◆ **Assignment**:
What's wanted is the full listing, reproduced exactly.

Recorded data START

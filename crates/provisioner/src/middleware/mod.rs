pub mod auth;

pub use auth::{require_auth, AuthState, AuthenticatedUser};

Recorded data END

◆ **Response area**:
filename crates/provisioner/src/middleware/mod.rs
pub mod auth;

pub use auth::{require_auth, AuthState, AuthenticatedUser};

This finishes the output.